*WORK ITEM*
The reply should consist of the full listing, written out exactly.
━━━━━━
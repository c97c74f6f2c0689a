// Copyright 2025 Ojima Abraham
// SPDX-License-Identifier: Apache-2.0

//! Engine configuration and durability settings.

use std::path::Path;
use std::sync::Arc;

use rocksdb::{BlockBasedOptions, DBWithThreadMode, MultiThreaded, Options, WriteOptions};
use tracing::{info, instrument};

use super::error::BackendError;

/// The shared RocksDB handle type used by [`RocksBackend`](super::RocksBackend).
pub type Db = DBWithThreadMode<MultiThreaded>;

/// Durability mode for write operations.
#[derive(Debug, Clone, Copy, PartialEq, Eq, Default)]
pub enum DurabilityMode {
    /// Writes are appended to the WAL but not fsynced.
    /// Durable against process crashes but not power failures.
    #[default]
    WalOnly,
    /// Every write blocks until it is fsynced to disk.
    FsyncEveryWrite,
}

impl DurabilityMode {
    /// Maps a boolean `sync` flag onto a durability mode.
    #[inline]
    pub fn from_sync(sync: bool) -> Self {
        if sync {
            DurabilityMode::FsyncEveryWrite
        } else {
            DurabilityMode::WalOnly
        }
    }

    /// Returns true if writes wait for fsync.
    #[inline]
    pub fn is_sync(self) -> bool {
        self == DurabilityMode::FsyncEveryWrite
    }

    /// Builds the engine write options for this mode.
    pub fn write_options(self) -> WriteOptions {
        let mut opts = WriteOptions::default();
        opts.set_sync(self.is_sync());
        opts
    }
}

impl From<bool> for DurabilityMode {
    fn from(sync: bool) -> Self {
        Self::from_sync(sync)
    }
}

/// Configuration for opening a RocksDB store.
#[derive(Debug, Clone)]
pub struct EngineConfig {
    /// Create the database directory if it does not exist.
    pub create_if_missing: bool,
    /// Memtable size in bytes.
    pub write_buffer_size: usize,
    /// Maximum number of memtables.
    pub max_write_buffer_number: i32,
    /// Target SST file size for level 1.
    pub target_file_size_base: u64,
    /// Bloom filter bits per key (None = no bloom filter).
    pub bloom_filter_bits: Option<f64>,
    /// Durability applied to every write issued through the backend.
    pub durability: DurabilityMode,
}

impl Default for EngineConfig {
    fn default() -> Self {
        Self {
            create_if_missing: true,
            write_buffer_size: 64 * 1024 * 1024, // 64MB
            max_write_buffer_number: 4,
            target_file_size_base: 64 * 1024 * 1024,
            bloom_filter_bits: Some(10.0),
            durability: DurabilityMode::default(),
        }
    }
}

impl EngineConfig {
    /// Small buffers for tests and benchmarks.
    pub fn for_testing() -> Self {
        Self {
            write_buffer_size: 4 * 1024 * 1024, // 4MB
            max_write_buffer_number: 2,
            target_file_size_base: 4 * 1024 * 1024,
            ..Self::default()
        }
    }

    /// Sets the durability mode.
    pub fn with_durability(mut self, durability: DurabilityMode) -> Self {
        self.durability = durability;
        self
    }

    /// Sets the memtable size.
    pub fn with_write_buffer_size(mut self, bytes: usize) -> Self {
        self.write_buffer_size = bytes;
        self
    }

    /// Sets bloom filter bits per key, or disables the filter.
    pub fn with_bloom_filter_bits(mut self, bits: Option<f64>) -> Self {
        self.bloom_filter_bits = bits;
        self
    }

    /// Refuses to create a missing database.
    pub fn must_exist(mut self) -> Self {
        self.create_if_missing = false;
        self
    }

    /// Renders the engine options.
    ///
    /// No prefix extractor is installed: prefix scans rely on total key order.
    pub fn to_options(&self) -> Options {
        let mut opts = Options::default();
        opts.create_if_missing(self.create_if_missing);

        opts.set_write_buffer_size(self.write_buffer_size);
        opts.set_max_write_buffer_number(self.max_write_buffer_number);
        opts.set_target_file_size_base(self.target_file_size_base);
        opts.set_level_compaction_dynamic_level_bytes(true);

        if let Some(bits) = self.bloom_filter_bits {
            let mut block_opts = BlockBasedOptions::default();
            block_opts.set_bloom_filter(bits, false);
            opts.set_block_based_table_factory(&block_opts);
        }

        opts
    }
}

/// Opens a RocksDB store, returning a handle that can be shared across
/// backends and threads.
#[instrument(skip_all, fields(path = %path.display()))]
pub fn open_db(path: &Path, config: &EngineConfig) -> Result<Arc<Db>, BackendError> {
    let db = Db::open(&config.to_options(), path)?;
    info!(durability = ?config.durability, "Opened RocksDB store");
    Ok(Arc::new(db))
}

#[cfg(test)]
mod tests {
    use super::*;
    use tempfile::TempDir;

    #[test]
    fn test_durability_from_sync() {
        assert_eq!(DurabilityMode::from(true), DurabilityMode::FsyncEveryWrite);
        assert_eq!(DurabilityMode::from(false), DurabilityMode::WalOnly);
        assert!(DurabilityMode::FsyncEveryWrite.is_sync());
        assert!(!DurabilityMode::default().is_sync());
    }

    #[test]
    fn test_config_builder() {
        let config = EngineConfig::for_testing()
            .with_durability(DurabilityMode::FsyncEveryWrite)
            .with_bloom_filter_bits(None)
            .with_write_buffer_size(8 * 1024 * 1024)
            .must_exist();

        assert_eq!(config.durability, DurabilityMode::FsyncEveryWrite);
        assert_eq!(config.bloom_filter_bits, None);
        assert!(!config.create_if_missing);
        assert_eq!(config.write_buffer_size, 8 * 1024 * 1024);
        assert_eq!(config.max_write_buffer_number, 2);
    }

    #[test]
    fn test_open_db_creates_directory() {
        let dir = TempDir::new().unwrap();
        let path = dir.path().join("store");

        let db = open_db(&path, &EngineConfig::for_testing()).unwrap();
        db.put(b"k", b"v").unwrap();
        assert!(path.exists());
    }

    #[test]
    fn test_open_missing_db_fails_when_must_exist() {
        let dir = TempDir::new().unwrap();
        let path = dir.path().join("absent");

        let result = open_db(&path, &EngineConfig::for_testing().must_exist());
        assert!(matches!(result, Err(BackendError::RocksDb(_))));
    }
}
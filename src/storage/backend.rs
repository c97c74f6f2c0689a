// Copyright 2025 Ojima Abraham
// SPDX-License-Identifier: Apache-2.0

//! The uniform key/value contract.

use std::collections::BTreeMap;

use super::error::BackendError;
use super::{Key, Value};

/// A storage backend offering point, bulk and prefix access to an ordered
/// byte-key store.
///
/// Implementations translate their engine's notion of an absent key into
/// [`BackendError::KeyNotFound`] and pass every other failure through
/// unchanged.
pub trait Backend: Send + Sync {
    /// Reads the value stored at `key`.
    ///
    /// Returns `Err(BackendError::KeyNotFound)` if the key does not exist.
    fn get(&self, key: &Key) -> Result<Value, BackendError>;

    /// Reads several keys at once.
    ///
    /// Absent keys map to an empty value. Any other error aborts the whole
    /// call, so the result never silently omits a key.
    fn get_bulk(&self, keys: &[Key]) -> Result<BTreeMap<Key, Value>, BackendError> {
        let mut out = BTreeMap::new();
        for key in keys {
            match self.get(key) {
                Ok(value) => {
                    out.insert(key.clone(), value);
                }
                Err(BackendError::KeyNotFound) => {
                    out.insert(key.clone(), Value::default());
                }
                Err(e) => return Err(e),
            }
        }
        Ok(out)
    }

    /// Returns every key/value pair whose key begins with `prefix`.
    fn get_prefix(&self, prefix: &[u8]) -> Result<BTreeMap<Key, Value>, BackendError>;

    /// Writes `value` at `key`, replacing any previous value.
    fn set(&self, key: Key, value: Value) -> Result<(), BackendError>;

    /// Atomically writes every entry: either all become visible or none do.
    fn set_bulk(&self, entries: BTreeMap<Key, Value>) -> Result<(), BackendError>;

    /// Removes `key`. Deleting an absent key succeeds.
    fn delete(&self, key: &Key) -> Result<(), BackendError>;

    /// Returns the keys beginning with `prefix`, in ascending byte order.
    fn list(&self, prefix: &[u8]) -> Result<Vec<Key>, BackendError>;
}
━━━━━━
*SOLUTION FOR THIS EXERCISE*
repository c97c74f6f2c0689a
// Copyright 2025 Ojima Abraham
// SPDX-License-Identifier: Apache-2.0

//! Engine configuration and durability settings.

use std::path::Path;
use std::sync::Arc;

use rocksdb::{BlockBasedOptions, DBWithThreadMode, MultiThreaded, Options, WriteOptions};
use tracing::{info, instrument};

use super::error::BackendError;

/// The shared RocksDB handle type used by [`RocksBackend`](super::RocksBackend).
pub type Db = DBWithThreadMode<MultiThreaded>;

/// Durability mode for write operations.
#[derive(Debug, Clone, Copy, PartialEq, Eq, Default)]
pub enum DurabilityMode {
    /// Writes are appended to the WAL but not fsynced.
    /// Durable against process crashes but not power failures.
    #[default]
    WalOnly,
    /// Every write blocks until it is fsynced to disk.
    FsyncEveryWrite,
}

impl DurabilityMode {
    /// Maps a boolean `sync` flag onto a durability mode.
    #[inline]
    pub fn from_sync(sync: bool) -> Self {
        if sync {
            DurabilityMode::FsyncEveryWrite
        } else {
            DurabilityMode::WalOnly
        }
    }

    /// Returns true if writes wait for fsync.
    #[inline]
    pub fn is_sync(self) -> bool {
        self == DurabilityMode::FsyncEveryWrite
    }

    /// Builds the engine write options for this mode.
    pub fn write_options(self) -> WriteOptions {
        let mut opts = WriteOptions::default();
        opts.set_sync(self.is_sync());
        opts
    }
}

impl From<bool> for DurabilityMode {
    fn from(sync: bool) -> Self {
        Self::from_sync(sync)
    }
}

/// Configuration for opening a RocksDB store.
#[derive(Debug, Clone)]
pub struct EngineConfig {
    /// Create the database directory if it does not exist.
    pub create_if_missing: bool,
    /// Memtable size in bytes.
    pub write_buffer_size: usize,
    /// Maximum number of memtables.
    pub max_write_buffer_number: i32,
    /// Target SST file size for level 1.
    pub target_file_size_base: u64,
    /// Bloom filter bits per key (None = no bloom filter).
    pub bloom_filter_bits: Option<f64>,
    /// Durability applied to every write issued through the backend.
    pub durability: DurabilityMode,
}

impl Default for EngineConfig {
    fn default() -> Self {
        Self {
            create_if_missing: true,
            write_buffer_size: 64 * 1024 * 1024, // 64MB
            max_write_buffer_number: 4,
            target_file_size_base: 64 * 1024 * 1024,
            bloom_filter_bits: Some(10.0),
            durability: DurabilityMode::default(),
        }
    }
}

impl EngineConfig {
    /// Small buffers for tests and benchmarks.
    pub fn for_testing() -> Self {
        Self {
            write_buffer_size: 4 * 1024 * 1024, // 4MB
            max_write_buffer_number: 2,
            target_file_size_base: 4 * 1024 * 1024,
            ..Self::default()
        }
    }

    /// Sets the durability mode.
    pub fn with_durability(mut self, durability: DurabilityMode) -> Self {
        self.durability = durability;
        self
    }

    /// Sets the memtable size.
    pub fn with_write_buffer_size(mut self, bytes: usize) -> Self {
        self.write_buffer_size = bytes;
        self
    }

    /// Sets bloom filter bits per key, or disables the filter.
    pub fn with_bloom_filter_bits(mut self, bits: Option<f64>) -> Self {
        self.bloom_filter_bits = bits;
        self
    }

    /// Refuses to create a missing database.
    pub fn must_exist(mut self) -> Self {
        self.create_if_missing = false;
        self
    }

    /// Renders the engine options.
    ///
    /// No prefix extractor is installed: prefix scans rely on total key order.
    pub fn to_options(&self) -> Options {
        let mut opts = Options::default();
        opts.create_if_missing(self.create_if_missing);

        opts.set_write_buffer_size(self.write_buffer_size);
        opts.set_max_write_buffer_number(self.max_write_buffer_number);
        opts.set_target_file_size_base(self.target_file_size_base);
        opts.set_level_compaction_dynamic_level_bytes(true);

        if let Some(bits) = self.bloom_filter_bits {
            let mut block_opts = BlockBasedOptions::default();
            block_opts.set_bloom_filter(bits, false);
            opts.set_block_based_table_factory(&block_opts);
        }

        opts
    }
}

/// Opens a RocksDB store, returning a handle that can be shared across
/// backends and threads.
#[instrument(skip_all, fields(path = %path.display()))]
pub fn open_db(path: &Path, config: &EngineConfig) -> Result<Arc<Db>, BackendError> {
    let db = Db::open(&config.to_options(), path)?;
    info!(durability = ?config.durability, "Opened RocksDB store");
    Ok(Arc::new(db))
}

#[cfg(test)]
mod tests {
    use super::*;
    use tempfile::TempDir;

    #[test]
    fn test_durability_from_sync() {
        assert_eq!(DurabilityMode::from(true), DurabilityMode::FsyncEveryWrite);
        assert_eq!(DurabilityMode::from(false), DurabilityMode::WalOnly);
        assert!(DurabilityMode::FsyncEveryWrite.is_sync());
        assert!(!DurabilityMode::default().is_sync());
    }

    #[test]
    fn test_config_builder() {
        let config = EngineConfig::for_testing()
            .with_durability(DurabilityMode::FsyncEveryWrite)
            .with_bloom_filter_bits(None)
            .with_write_buffer_size(8 * 1024 * 1024)
            .must_exist();

        assert_eq!(config.durability, DurabilityMode::FsyncEveryWrite);
        assert_eq!(config.bloom_filter_bits, None);
        assert!(!config.create_if_missing);
        assert_eq!(config.write_buffer_size, 8 * 1024 * 1024);
        assert_eq!(config.max_write_buffer_number, 2);
    }

    #[test]
    fn test_open_db_creates_directory() {
        let dir = TempDir::new().unwrap();
        let path = dir.path().join("store");

        let db = open_db(&path, &EngineConfig::for_testing()).unwrap();
        db.put(b"k", b"v").unwrap();
        assert!(path.exists());
    }

    #[test]
    fn test_open_missing_db_fails_when_must_exist() {
        let dir = TempDir::new().unwrap();
        let path = dir.path().join("absent");

        let result = open_db(&path, &EngineConfig::for_testing().must_exist());
        assert!(matches!(result, Err(BackendError::RocksDb(_))));
    }
}
filename src/storage/backend.rs
repository c97c74f6f2c0689a
// Copyright 2025 Ojima Abraham
// SPDX-License-Identifier: Apache-2.0

//! The uniform key/value contract.

use std::collections::BTreeMap;

use super::error::BackendError;
use super::{Key, Value};

/// A storage backend offering point, bulk and prefix access to an ordered
/// byte-key store.
///
/// Implementations translate their engine's notion of an absent key into
/// [`BackendError::KeyNotFound`] and pass every other failure through
/// unchanged.
pub trait Backend: Send + Sync {
    /// Reads the value stored at `key`.
    ///
    /// Returns `Err(BackendError::KeyNotFound)` if the key does not exist.
    fn get(&self, key: &Key) -> Result<Value, BackendError>;

    /// Reads several keys at once.
    ///
    /// Absent keys map to an empty value. Any other error aborts the whole
    /// call, so the result never silently omits a key.
    fn get_bulk(&self, keys: &[Key]) -> Result<BTreeMap<Key, Value>, BackendError> {
        let mut out = BTreeMap::new();
        for key in keys {
            match self.get(key) {
                Ok(value) => {
                    out.insert(key.clone(), value);
                }
                Err(BackendError::KeyNotFound) => {
                    out.insert(key.clone(), Value::default());
                }
                Err(e) => return Err(e),
            }
        }
        Ok(out)
    }

    /// Returns every key/value pair whose key begins with `prefix`.
    fn get_prefix(&self, prefix: &[u8]) -> Result<BTreeMap<Key, Value>, BackendError>;

    /// Writes `value` at `key`, replacing any previous value.
    fn set(&self, key: Key, value: Value) -> Result<(), BackendError>;

    /// Atomically writes every entry: either all become visible or none do.
    fn set_bulk(&self, entries: BTreeMap<Key, Value>) -> Result<(), BackendError>;

    /// Removes `key`. Deleting an absent key succeeds.
    fn delete(&self, key: &Key) -> Result<(), BackendError>;

    /// Returns the keys beginning with `prefix`, in ascending byte order.
    fn list(&self, prefix: &[u8]) -> Result<Vec<Key>, BackendError>;
}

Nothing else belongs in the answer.